Trees matter in Connecticut. One of the most densely settled states, it’s surprisingly also one of the most heavily forested. There are few places where so many people live so closely to so many trees.
Recent controversy over utility and transportation department roadside tree cutting should come as no surprise to those familiar with the Charter Oak, the muscularly limbed behemoth in which Connecticut’s charter was secreted to protect it from the king’s agents in 1687. Though it fell in an 1856 summer gale, the grand tree’s image has graced everything from lottery tickets to political ads and even the state quarter. Pieces of its wood are revered as talismans. With a tree central to our political creation story, it’s no wonder that trees are valued here, perhaps more so than elsewhere.
We appreciate trees for critical environmental functions such as erosion control and clean air, foods like nuts and syrups, and versatile products from lumber to paper, but they also give structure and meaning to the places where we live. Larger, longer lived and stronger than we are, trees are often planted or venerated to commemorate community milestones. With the April groundbreaking for a memorial in Middletown that will feature a tree for each of the sixty-five soldiers killed in Iraq and Afghanistan since 2001, the custom continues.

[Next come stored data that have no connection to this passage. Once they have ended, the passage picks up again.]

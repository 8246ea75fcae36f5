use super::ConfigArgs;
use crate::packer::pack;
use clap::Args;
use scenegen_utils::{ok, AnyResult};

#[derive(Debug, Default, Args)]
pub struct BuildCommand {
    #[command(flatten)]
    pub config: ConfigArgs,
}

impl crate::Command for BuildCommand {
    fn run(self) -> AnyResult {
        let config = self.config.resolve()?;

        let summary = match pack(&config) {
            Ok(summary) => summary,
            Err(err) => {
                log::error!("Packing failed, generated files may be incomplete");
                return Err(err);
            }
        };

        log::info!(
            "Wrote {} scene(s) to {} and {}",
            summary.entries,
            summary.header_path.display(),
            summary.source_path.display()
        );

        ok()
    }
}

Memorial trees with a military connection include Litchfield’s towering Colvorcoresses Oak memorializing the 1898 battle of Manila Bay. Waterbury’s “The Freedom Tree,” placed on the green in 1974, was dedicated to two men who fought in Vietnam and to all prisoners of war and those missing in action. Sometimes trees are planted in memory of the famous, such as the tall oak in Farmington center planted little more than a month after President William McKinley’s 1901 assassination. Many communities have trees honoring local people and several grow on Litchfield’s Green, among them one remembering a town politician and another for a beloved teenager. In 2002, Salisbury planted an elm for a woman killed in the World Trade Center.
Planting trees to celebrate historic events also has a rich tradition. Thirteen elms, representing the states fighting the British, were planted in West Hartford’s Elmwood section in 1777 to commemorate the American victory at Saratoga, New York. Thirteen sycamores were planted in Litchfield in 1779 by Oliver Wolcott, Jr., who would later serve as U.S. secretary of the treasury and Connecticut’s governor. Some of the trees or their replacements are growing today. The largest commemorative planting in state history was 168 pin oaks presented to delegates at the state constitutional convention of 1902 and placed in parks and churchyards, at schools and on private property. None of the recommendations were adopted by voters, leaving the trees as the convention’s sole tangible accomplishment. Fewer than half of the oaks still exist. In some communities such as Avon, Plymouth and Simsbury they are marked and celebrated. In others, they remain obscure.
Sometimes trees aren’t planted as symbols but grow into that role. The state’s largest tree, a Sycamore along the Farmington River in Simsbury, is almost 28 feet in girth and 104 feet tall. In 1965 it was dedicated to town native Gifford Pinchot, co-founder of the nation’s oldest forestry school at Yale and first chief of the U. S. Forest Service. Not far distant, the spidery-limbed Granby Oak with thick branches that both stretch to the sky and dip toward the ground is thought by many to be the state’s most picturesque tree despite sustaining storm damage in recent years. Since 1975, its profile has been emblazoned on the town seal.
Trees may endear themselves because of historic events they witnessed. Beneath the stout trunked, gnarly branched Peaceable Oak on Route 69 in Bristol, Indians met to barter goods and colonists held town meetings when the nearby tavern proved too stuffy in summer. Like the Charter Oak, some trees are so significant and beloved that monuments are dedicated to them after they’re gone. When the Washington Oak in the Gaylordsville section of New Milford died in 2003, a marker was erected along with a replacement sapling. Under the fallen tree’s branches General George Washington is said to have addressed his officers 1780.
Sprinkled throughout Connecticut, commemorative trees enliven our world with stories of the ordinary places where we go about our daily business. With care and attention, they will continue enriching the lives of those who take time to know them.